Only lines that contain the word "opacity" belong in the answer; copy them from the records below.

*** Opening Data listing ***

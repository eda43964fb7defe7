// SPDX-License-Identifier: MPL-2.0
//! Loading spinner drawn on a canvas.

use crate::ui::design_tokens::{opacity, sizing};
use iced::widget::canvas::{self, path, Canvas, Frame, Geometry, Path, Stroke};
use iced::{mouse, Color, Length, Radians, Rectangle, Renderer, Theme};
use std::f32::consts::PI;

/// A half-circle arc rotating over a faint track.
///
/// The rotation is owned by the caller and advanced on each animation tick.
#[derive(Debug, Clone, Copy)]
pub struct AnimatedSpinner {
    rotation: f32,
    color: Option<Color>,
    size: f32,
    opacity: f32,
}

impl AnimatedSpinner {
    /// `color` falls back to the theme's primary color.
    #[must_use]
    pub fn new(color: Option<Color>, rotation: f32) -> Self {
        Self {
            rotation,
            color,
            size: sizing::SPINNER_DEFAULT,
            opacity: opacity::OPAQUE,
        }
    }

    /// Diameter in logical pixels.
    #[must_use]
    pub fn size(mut self, size: f32) -> Self {
        self.size = size.max(sizing::SPINNER_MIN);
        self
    }

    /// Multiplies the color's alpha, for fading in.
    #[must_use]
    pub fn opacity(mut self, opacity: f32) -> Self {
        self.opacity = opacity.clamp(0.0, 1.0);
        self
    }

    fn stroke_width(&self) -> f32 {
        (self.size / 12.0).max(1.5)
    }

    pub fn into_element<'a, Message: 'a>(self) -> iced::Element<'a, Message> {
        let size = self.size;
        Canvas::new(self)
            .width(Length::Fixed(size))
            .height(Length::Fixed(size))
            .into()
    }
}

impl<Message> canvas::Program<Message> for AnimatedSpinner {
    type State = ();

    fn draw(
        &self,
        _state: &Self::State,
        renderer: &Renderer,
        theme: &Theme,
        bounds: Rectangle,
        _cursor: mouse::Cursor,
    ) -> Vec<Geometry> {
        let base = self.color.unwrap_or(theme.palette().primary);
        let color = Color {
            a: base.a * self.opacity,
            ..base
        };
        let stroke_width = self.stroke_width();

        let mut frame = Frame::new(renderer, bounds.size());
        let center = frame.center();
        let radius = (frame.width().min(frame.height()) - stroke_width) / 2.0;

        frame.stroke(
            &Path::circle(center, radius),
            Stroke::default().with_width(stroke_width).with_color(Color {
                a: color.a * opacity::OVERLAY_SUBTLE,
                ..color
            }),
        );

        // Arc starts at 12 o'clock when rotation is zero.
        let start = self.rotation - PI / 2.0;
        let arc = Path::new(|builder| {
            builder.arc(path::Arc {
                center,
                radius,
                start_angle: Radians(start),
                end_angle: Radians(start + PI),
            });
        });
        frame.stroke(
            &arc,
            Stroke::default()
                .with_width(stroke_width)
                .with_color(color)
                .with_line_cap(canvas::LineCap::Round),
        );

        vec![frame.into_geometry()]
    }
}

*** Closing Data listing ***

Completed exercise ::
use crate::ui::design_tokens::{opacity, sizing};
    opacity: f32,
            opacity: opacity::OPAQUE,
    pub fn opacity(mut self, opacity: f32) -> Self {
        self.opacity = opacity.clamp(0.0, 1.0);
            a: base.a * self.opacity,
                a: color.a * opacity::OVERLAY_SUBTLE,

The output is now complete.